Thanks - yes, I guess this is the species of what I’ve done here, interesting to see it parsed out as a decorating idea. It was all such an organic thing for me - I guess I made ‘decisions’ about what to put where, but because the art was so personal - there’s only one piece on the wall which wasn’t created by me, my mother, my father or a friend - a pretty little framed oblong of Asian (Singapore, I think) art in the studio which a friend gave me (and which I’m thinking of taking down because it's not made by someone I know!) - the experience of putting all this up felt more like putting it where IT was destined or expected itself to be: I was carrying out its plan, sort of fulfilling its destiny.
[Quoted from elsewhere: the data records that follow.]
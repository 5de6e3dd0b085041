//! Hardware abstraction for interrupt-capable input pins.

use crate::types::{PinId, Trigger};
use embedded_hal::digital::InputPin;

/// Trait for abstracting an input pin that can raise edge interrupts.
///
/// Implement this for your HAL's pin type (EXTI line, GPIOTE channel, GPIO
/// interrupt, etc.). Level reads come from the [`InputPin`] supertrait.
///
/// The driver never touches interrupt vectors itself. Your vector for this
/// line calls [`InterruptHandler::on_interrupt`](crate::InterruptHandler::on_interrupt),
/// usually through a [`SwitchCell`](crate::SwitchCell).
pub trait InterruptPin: InputPin {
    /// Returns the identifier passed to the switch callback.
    fn id(&self) -> PinId;

    /// Enables the interrupt for the given edge polarity.
    ///
    /// Returns an error if the line is claimed elsewhere or cannot generate
    /// interrupts for this polarity.
    fn listen(&mut self, trigger: Trigger) -> Result<(), Self::Error>;

    /// Disables the interrupt for this line.
    fn unlisten(&mut self);

    /// Clears the pending interrupt flag, if the hardware latches one.
    fn clear_pending(&mut self) {}
}
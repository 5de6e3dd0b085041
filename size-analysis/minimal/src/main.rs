#![no_std]
#![no_main]

use core::cell::Cell;
use core::convert::Infallible;
use cortex_m_rt::{entry, exception};
use critical_section::Mutex;
use debounced_switch::{
    DebouncedInput, InterruptPin, PinId, SwitchCell, SwitchConfig, TickDuration, TickInstant,
    TimeSource, Trigger,
};
use embedded_hal::digital::{ErrorType, InputPin};
use panic_halt as _;

// ============================================================================
// Minimal Pin Implementation
// ============================================================================

/// Zero-size pin implementation for measuring library overhead
pub struct MinimalPin;

impl ErrorType for MinimalPin {
    type Error = Infallible;
}

impl InputPin for MinimalPin {
    fn is_high(&mut self) -> Result<bool, Self::Error> {
        Ok(core::hint::black_box(false))
    }

    fn is_low(&mut self) -> Result<bool, Self::Error> {
        Ok(core::hint::black_box(true))
    }
}

impl InterruptPin for MinimalPin {
    fn id(&self) -> PinId {
        PinId(13)
    }

    fn listen(&mut self, _trigger: Trigger) -> Result<(), Self::Error> {
        // Minimal no-op implementation
        core::hint::black_box(());
        Ok(())
    }

    fn unlisten(&mut self) {
        core::hint::black_box(());
    }
}

// ============================================================================
// Minimal TimeSource Implementation
// ============================================================================

/// Millisecond counter incremented by SysTick, wraps after ~49.7 days
static MILLIS: Mutex<Cell<u32>> = Mutex::new(Cell::new(0));

pub struct MinimalTimeSource;

impl TimeSource<TickInstant> for MinimalTimeSource {
    fn now(&self) -> TickInstant {
        critical_section::with(|cs| TickInstant(MILLIS.borrow(cs).get()))
    }
}

#[exception]
fn SysTick() {
    critical_section::with(|cs| {
        let counter = MILLIS.borrow(cs);
        counter.set(counter.get().wrapping_add(1));
    });
}

// ============================================================================
// Switch Wiring
// ============================================================================

type Button = DebouncedInput<'static, TickInstant, MinimalPin, MinimalTimeSource, fn(PinId)>;

static TIME_SOURCE: MinimalTimeSource = MinimalTimeSource;
static BUTTON: SwitchCell<Button> = SwitchCell::new();
static PRESSES: Mutex<Cell<u32>> = Mutex::new(Cell::new(0));

fn on_press(_pin: PinId) {
    critical_section::with(|cs| {
        let presses = PRESSES.borrow(cs);
        presses.set(presses.get() + 1);
    });
}

// This function uses the library to prevent optimizer from removing code
#[inline(never)]
fn test_switch() {
    let config = SwitchConfig::default()
        .with_trigger(Trigger::Falling)
        .with_debounce(TickDuration::from_ms(50));

    if let Ok(button) = DebouncedInput::new(MinimalPin, on_press as fn(PinId), &TIME_SOURCE, config) {
        BUTTON.install(button);
    }

    // Stand-in for the EXTI vector of the button line
    core::hint::black_box(BUTTON.on_interrupt());
    core::hint::black_box(BUTTON.with(|button| button.value()));

    if let Some(button) = BUTTON.take() {
        core::hint::black_box(button.release());
    }
}

#[entry]
fn main() -> ! {
    // Call test function to ensure all code is included
    test_switch();

    // Halt - this is a size analysis binary, not meant to run
    loop {
        cortex_m::asm::nop();
    }
}
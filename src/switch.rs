//! Interrupt-driven switch debouncing.
//!
//! Provides [`DebouncedInput`], which owns one interrupt-capable input pin and
//! forwards the first edge after each quiet period to a user callback. Also
//! defines the [`InterruptHandler`] trait through which interrupt vectors reach
//! the driver.

use crate::pin::InterruptPin;
use crate::time::{TimeDuration, TimeInstant, TimeSource};
use crate::types::{EdgeOutcome, PinId, SwitchConfig, Trigger};
use embedded_hal::digital::PinState;

/// Trait for anything that reacts to a raw hardware edge.
///
/// Call this from the interrupt vector of the line the implementor is bound to.
/// It must run to completion without blocking and must not be reentered.
pub trait InterruptHandler {
    /// Processes one raw edge event.
    fn on_interrupt(&mut self) -> EdgeOutcome;
}

/// Errors that can occur while binding a switch.
#[derive(Debug, Clone, Copy, PartialEq, Eq)]
#[cfg_attr(feature = "defmt", derive(defmt::Format))]
pub enum SwitchError<E> {
    /// The pin could not be claimed or its interrupt could not be registered.
    ResourceUnavailable {
        /// The pin that failed to bind
        pin: PinId,
        /// Error reported by the pin driver
        source: E,
    },
}

impl<E: core::fmt::Debug> core::fmt::Display for SwitchError<E> {
    fn fmt(&self, f: &mut core::fmt::Formatter<'_>) -> core::fmt::Result {
        match self {
            SwitchError::ResourceUnavailable { pin, source } => {
                write!(f, "{} unavailable for interrupts: {:?}", pin, source)
            }
        }
    }
}

#[cfg(feature = "std")]
impl<E: core::fmt::Debug> std::error::Error for SwitchError<E> {}

/// A mechanical switch on an interrupt-capable pin, debounced in software.
///
/// On every raw edge the driver compares the time since the last accepted edge
/// with the configured debounce interval. If strictly more time has passed, the
/// edge is accepted: the timestamp is stored and the callback runs. Otherwise
/// the edge is dropped silently. The first edge after construction is always
/// accepted.
///
/// The new pin level is not consulted. If the contacts settle in a different
/// state inside the window, that change is not reported.
///
/// # Type Parameters
/// * `'t` - Lifetime of the time source reference
/// * `I` - Time instant type
/// * `P` - Pin implementation type
/// * `T` - Time source implementation type
/// * `C` - Callback type, invoked with the pin's [`PinId`]
pub struct DebouncedInput<'t, I, P, T, C>
where
    I: TimeInstant,
    P: InterruptPin,
    T: TimeSource<I>,
    C: FnMut(PinId),
{
    pin: P,
    pin_id: PinId,
    callback: C,
    time_source: &'t T,
    trigger: Trigger,
    debounce: I::Duration,
    last_accepted: Option<I>,
}

impl<'t, I, P, T, C> DebouncedInput<'t, I, P, T, C>
where
    I: TimeInstant,
    P: InterruptPin,
    T: TimeSource<I>,
    C: FnMut(PinId),
{
    /// Binds a switch to `pin` and enables its interrupt.
    ///
    /// The callback may be a closure, a function, or `&mut F` if the caller
    /// wants to keep ownership of it.
    ///
    /// # Errors
    /// * `ResourceUnavailable` - The pin refused to listen for `config.trigger`
    pub fn new(
        mut pin: P,
        callback: C,
        time_source: &'t T,
        config: SwitchConfig<I::Duration>,
    ) -> Result<Self, SwitchError<P::Error>> {
        let pin_id = pin.id();

        if let Err(source) = pin.listen(config.trigger) {
            #[cfg(feature = "defmt")]
            defmt::warn!("{}: interrupt registration failed", pin_id);
            return Err(SwitchError::ResourceUnavailable {
                pin: pin_id,
                source,
            });
        }

        #[cfg(feature = "defmt")]
        defmt::debug!(
            "{}: listening on {}, debounce {} ms",
            pin_id,
            config.trigger,
            config.debounce.as_millis()
        );

        Ok(Self {
            pin,
            pin_id,
            callback,
            time_source,
            trigger: config.trigger,
            debounce: config.debounce,
            last_accepted: None,
        })
    }

    /// Returns the instantaneous pin level, unaffected by debouncing.
    pub fn value(&mut self) -> Result<PinState, P::Error> {
        self.pin.is_high().map(PinState::from)
    }

    /// Returns the identifier of the bound pin.
    pub fn pin_id(&self) -> PinId {
        self.pin_id
    }

    /// Returns the edge polarity the interrupt was registered for.
    pub fn trigger(&self) -> Trigger {
        self.trigger
    }

    /// Returns the debounce interval.
    pub fn debounce(&self) -> I::Duration {
        self.debounce
    }

    /// Returns when the last edge was accepted, or `None` if none has been yet.
    pub fn last_accepted(&self) -> Option<I> {
        self.last_accepted
    }

    /// Disables the interrupt and hands the pin back.
    pub fn release(mut self) -> P {
        self.pin.unlisten();

        #[cfg(feature = "defmt")]
        defmt::debug!("{}: released", self.pin_id);

        self.pin
    }

    fn window_elapsed(&self, now: I) -> bool {
        match self.last_accepted {
            None => true,
            Some(last) => now.duration_since(last).as_millis() > self.debounce.as_millis(),
        }
    }
}

impl<'t, I, P, T, C> InterruptHandler for DebouncedInput<'t, I, P, T, C>
where
    I: TimeInstant,
    P: InterruptPin,
    T: TimeSource<I>,
    C: FnMut(PinId),
{
    /// Accepts or discards one raw edge.
    ///
    /// Panics raised by the callback are not caught.
    fn on_interrupt(&mut self) -> EdgeOutcome {
        self.pin.clear_pending();

        let now = self.time_source.now();
        if !self.window_elapsed(now) {
            #[cfg(feature = "defmt")]
            defmt::trace!("{}: bounce discarded", self.pin_id);
            return EdgeOutcome::Discarded;
        }

        self.last_accepted = Some(now);

        #[cfg(feature = "defmt")]
        defmt::trace!("{}: edge accepted", self.pin_id);

        (self.callback)(self.pin_id);
        EdgeOutcome::Accepted
    }
}
//! Interrupt-safe storage for a switch that lives in a `static`.
//!
//! Interrupt vectors take no arguments, so the driver they service has to be
//! reachable from a global. [`SwitchCell`] wraps it in a
//! `critical_section::Mutex` so main-line code can install or take it while
//! the vector may fire.
//!
//! ```ignore
//! static BUTTON: SwitchCell<Button> = SwitchCell::new();
//!
//! #[interrupt]
//! fn EXTI4_15() {
//!     BUTTON.on_interrupt();
//! }
//! ```

use crate::switch::InterruptHandler;
use crate::types::EdgeOutcome;
use core::cell::RefCell;
use critical_section::Mutex;

/// A critical-section protected slot holding at most one handler.
pub struct SwitchCell<S> {
    inner: Mutex<RefCell<Option<S>>>,
}

impl<S> SwitchCell<S> {
    /// Creates an empty cell. Usable in `static` initializers.
    pub const fn new() -> Self {
        Self {
            inner: Mutex::new(RefCell::new(None)),
        }
    }

    /// Stores `switch`, returning whatever was installed before.
    pub fn install(&self, switch: S) -> Option<S> {
        critical_section::with(|cs| self.inner.borrow_ref_mut(cs).replace(switch))
    }

    /// Removes and returns the installed switch.
    pub fn take(&self) -> Option<S> {
        critical_section::with(|cs| self.inner.borrow_ref_mut(cs).take())
    }

    /// Returns true if a switch is installed.
    pub fn is_installed(&self) -> bool {
        critical_section::with(|cs| self.inner.borrow_ref(cs).is_some())
    }

    /// Runs `f` on the installed switch inside a critical section.
    ///
    /// Returns `None` if the cell is empty.
    pub fn with<R>(&self, f: impl FnOnce(&mut S) -> R) -> Option<R> {
        critical_section::with(|cs| self.inner.borrow_ref_mut(cs).as_mut().map(f))
    }
}

impl<S: InterruptHandler> SwitchCell<S> {
    /// Forwards one raw edge to the installed switch.
    ///
    /// Returns `None` when nothing is installed yet; the edge is ignored.
    pub fn on_interrupt(&self) -> Option<EdgeOutcome> {
        self.with(|switch| switch.on_interrupt())
    }
}

impl<S> Default for SwitchCell<S> {
    fn default() -> Self {
        Self::new()
    }
}
//! Directory traversal: applies the rule table while pruning subtrees that
//! must never be descended into.

use crate::matcher;
use crate::registry::Registry;

use std::path::{Path, PathBuf};
use walkdir::WalkDir;

/// Version-control metadata; never recorded, never traversed.
pub const SKIP_DIRS: &[&str] = &[".git", ".jj", ".svn", ".hg", ".bzr", "_darcs", "CVS"];

/// A directory confirmed as a deletion target during scanning.
///
/// Created once per match; `size_bytes` starts at zero and is written exactly
/// once by the size accountant, read-only afterward.
#[derive(Debug, Clone, PartialEq, Eq)]
pub struct MatchRecord {
    /// Matched basename.
    pub name: String,
    /// Absolute path to the matched directory.
    pub path: PathBuf,
    /// On-disk size; populated after scanning.
    pub size_bytes: u64,
}

/// Walk every directory reachable from `root` and collect confirmed targets.
///
/// Pruning policy, per subdirectory entry:
/// - VCS metadata: skipped entirely.
/// - Confirmed match: recorded, contents never traversed (opaque; typically
///   enormous and irrelevant).
/// - Known target name that failed its safety check (e.g. `target` with no
///   `Cargo.toml` sibling): not recorded, but still opaque. A probable
///   artifact that cannot be confirmed is neither deleted nor worth scanning
///   inside.
/// - Anything else: descended into.
///
/// Unreadable directories are skipped silently; that only reduces cleanup
/// completeness, never causes an incorrect deletion. Symlinks are not
/// followed. Entries are visited in file-name order so results are stable.
pub fn scan(root: &Path, registry: &Registry) -> Vec<MatchRecord> {
    let mut records = Vec::new();

    let mut walker = WalkDir::new(root)
        .follow_links(false)
        .sort_by_file_name()
        .into_iter();

    while let Some(entry) = walker.next() {
        let entry = match entry {
            Ok(entry) => entry,
            // Permission or I/O failure: abort that subtree only
            Err(_) => continue,
        };

        // The root itself is never a candidate; only entries below it are
        if entry.depth() == 0 || !entry.file_type().is_dir() {
            continue;
        }

        let name = entry.file_name().to_string_lossy().into_owned();

        if SKIP_DIRS.contains(&name.as_str()) {
            walker.skip_current_dir();
            continue;
        }

        let rules = registry.rules_for(&name);
        if rules.is_empty() {
            continue;
        }

        if rules.iter().any(|rule| matcher::matches(rule, entry.path())) {
            records.push(MatchRecord {
                name,
                path: entry.path().to_path_buf(),
                size_bytes: 0,
            });
        }

        // Matched or look-alike, the subtree is opaque either way
        walker.skip_current_dir();
    }

    records
}
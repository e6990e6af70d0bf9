//! Size accounting for matched directories.
//!
//! Two strategies: a fast native `du` aggregate with a bounded timeout, and a
//! manual recursive walk used whenever the fast path cannot produce a number.
//! Sizing never fails outward; worst case a directory reports zero bytes.

use crate::scanner::MatchRecord;

use std::io::Read;
use std::path::Path;
use std::process::{Command, Stdio};
use std::thread;
use std::time::{Duration, Instant};
use walkdir::WalkDir;

const DU_TIMEOUT: Duration = Duration::from_secs(30);
const POLL_INTERVAL: Duration = Duration::from_millis(50);

/// A way of measuring a directory's on-disk size. Returns `None` when this
/// strategy cannot produce a trustworthy number, letting the accountant fall
/// back.
pub trait SizeStrategy {
    fn measure(&self, path: &Path) -> Option<u64>;
}

/// Fast path: `du -sk`, killed if it exceeds the timeout.
pub struct DuCommand {
    timeout: Duration,
}

impl DuCommand {
    pub fn new(timeout: Duration) -> Self {
        DuCommand { timeout }
    }
}

impl Default for DuCommand {
    fn default() -> Self {
        DuCommand::new(DU_TIMEOUT)
    }
}

impl SizeStrategy for DuCommand {
    fn measure(&self, path: &Path) -> Option<u64> {
        let mut child = Command::new("du")
            .arg("-sk")
            .arg(path)
            .stdout(Stdio::piped())
            .stderr(Stdio::null())
            .spawn()
            .ok()?;

        let deadline = Instant::now() + self.timeout;
        loop {
            match child.try_wait() {
                Ok(Some(status)) => {
                    if !status.success() {
                        return None;
                    }
                    break;
                }
                Ok(None) => {
                    if Instant::now() >= deadline {
                        let _ = child.kill();
                        let _ = child.wait();
                        return None;
                    }
                    thread::sleep(POLL_INTERVAL);
                }
                Err(_) => {
                    let _ = child.kill();
                    return None;
                }
            }
        }

        let mut output = String::new();
        child.stdout.take()?.read_to_string(&mut output).ok()?;

        // "12345\t/path" in 1 KiB blocks
        let kib: u64 = output.split_whitespace().next()?.parse().ok()?;
        Some(kib * 1024)
    }
}

/// Fallback: recurse manually, summing file sizes. Symlinks are skipped
/// (neither followed nor counted) and unreadable entries contribute zero
/// without aborting their siblings.
pub fn walk_size(path: &Path) -> u64 {
    WalkDir::new(path)
        .follow_links(false)
        .into_iter()
        .filter_map(Result::ok)
        .filter(|entry| entry.file_type().is_file())
        .filter_map(|entry| entry.metadata().ok())
        .map(|metadata| metadata.len())
        .sum()
}

/// Annotates match records with byte counts, preferring the fast strategy
/// and falling back to the manual walk.
pub struct SizeAccountant {
    primary: Box<dyn SizeStrategy>,
}

impl SizeAccountant {
    pub fn new(primary: Box<dyn SizeStrategy>) -> Self {
        SizeAccountant { primary }
    }

    pub fn size_of(&self, path: &Path) -> u64 {
        self.primary
            .measure(path)
            .unwrap_or_else(|| walk_size(path))
    }

    /// Write each record's size exactly once.
    pub fn annotate(&self, records: &mut [MatchRecord]) {
        for record in records {
            record.size_bytes = self.size_of(&record.path);
        }
    }
}

impl Default for SizeAccountant {
    fn default() -> Self {
        SizeAccountant::new(Box::new(DuCommand::default()))
    }
}
use anyhow::{ensure, Context, Result};
use clap::Parser;
use colored::Colorize;
use humansize::{format_size, BINARY};
use indicatif::{ProgressBar, ProgressStyle};
use reclaim::{delete_all, scan, Registry, SizeAccountant};
use std::{
    io::{self, Write},
    path::PathBuf,
    time::Duration,
};

#[derive(Parser, Debug)]
#[command(
    author,
    version,
    disable_version_flag = true,
    about = "Find and delete regenerable build and dependency directories to reclaim disk space",
    long_about = None
)]
struct Args {
    /// Directory to scan (defaults to the current directory)
    #[arg(default_value = ".")]
    path: PathBuf,

    /// Scan and report only; delete nothing
    #[arg(long, short = 'd')]
    dry_run: bool,

    /// Delete without asking for confirmation
    #[arg(long, short = 'y')]
    yes: bool,

    /// Print version
    #[arg(short = 'v', long = "version", action = clap::ArgAction::Version)]
    version: Option<bool>,
}

fn confirm(prompt: &str) -> Result<bool> {
    print!("{} [y/N] ", prompt);
    io::stdout().flush()?;

    let mut line = String::new();
    io::stdin()
        .read_line(&mut line)
        .context("failed to read confirmation")?;

    Ok(matches!(line.trim().to_lowercase().as_str(), "y" | "yes"))
}

fn main() -> Result<()> {
    let args = Args::parse();

    ensure!(
        args.path.is_dir(),
        "{} is not a directory",
        args.path.display()
    );
    let root = args
        .path
        .canonicalize()
        .with_context(|| format!("failed to resolve {}", args.path.display()))?;

    let registry = Registry::load()?;

    let spinner = ProgressBar::new_spinner();
    spinner.set_style(
        ProgressStyle::default_spinner()
            .template("{spinner:.green} {msg}")
            .context("invalid spinner template")?,
    );
    spinner.enable_steady_tick(Duration::from_millis(100));

    spinner.set_message(format!("Scanning {}...", root.display()));
    let mut records = scan(&root, &registry);

    spinner.set_message("Computing sizes...");
    SizeAccountant::default().annotate(&mut records);
    spinner.finish_and_clear();

    if records.is_empty() {
        println!("No removable build artifacts found.");
        return Ok(());
    }

    records.sort_by(|a, b| b.size_bytes.cmp(&a.size_bytes));

    for record in &records {
        println!(
            "{:>10}  {}",
            format_size(record.size_bytes, BINARY).cyan(),
            record.path.display()
        );
    }

    let total: u64 = records.iter().map(|r| r.size_bytes).sum();
    println!();
    println!(
        "{} directories, {} reclaimable",
        records.len(),
        format_size(total, BINARY).bold()
    );

    if args.dry_run {
        println!("Dry run: nothing was deleted.");
        return Ok(());
    }

    if !args.yes
        && !confirm(&format!(
            "Delete {} directories ({})?",
            records.len(),
            format_size(total, BINARY)
        ))?
    {
        println!("Aborted.");
        return Ok(());
    }

    let report = delete_all(&records);

    println!(
        "Freed {}",
        format_size(report.freed_bytes, BINARY).green().bold()
    );
    for failure in &report.failures {
        eprintln!(
            "{} {}: {}",
            "Failed to remove".red(),
            failure.path.display(),
            failure.reason
        );
    }
    if !report.failures.is_empty() {
        println!(
            "{} of {} directories could not be removed",
            report.failures.len(),
            records.len()
        );
    }

    Ok(())
}
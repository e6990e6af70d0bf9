//! Reclaim - regenerable build-artifact cleaner
//!
//! Reclaim finds directories that a build tool or package manager can
//! recreate (node_modules, target, Pods, ...) and deletes them to free disk
//! space. Ambiguous names are only matched with corroborating context: a
//! `target` directory needs a `Cargo.toml` next to it, `build` must sit under
//! `android/app`, `vendor` needs a `Gemfile` sibling. Unconfirmed look-alikes
//! are neither deleted nor traversed.
//!
//! Pipeline: [`scanner::scan`] produces match records, [`size::SizeAccountant`]
//! annotates them with byte counts, [`deleter::delete_all`] removes them and
//! reports freed bytes plus per-item failures.

pub mod deleter;
pub mod matcher;
pub mod registry;
pub mod scanner;
pub mod size;

// Re-export commonly used items
pub use deleter::{delete_all, DeletionFailure, DeletionReport};
pub use matcher::matches;
pub use registry::{Registry, Strategy, TargetRule};
pub use scanner::{scan, MatchRecord, SKIP_DIRS};
pub use size::{DuCommand, SizeAccountant, SizeStrategy};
That probably sounds like a psychiatric disorder but if it is, it also afflicts me in the creative scenario I feel I'm in when I draw or I write: I’m co-creating and all I know about my co-creator is that it’s got the upper hand. Just woke up early after a long sleep - funny to find myself writing this as my first sentient act. I think I’m about to draw something! As usual I have no idea what. But I never need to know. Something else is in charge of that. I’m however in charge of making coffee ☕️ first.
At least I think I am. Anyway, something will now make coffee.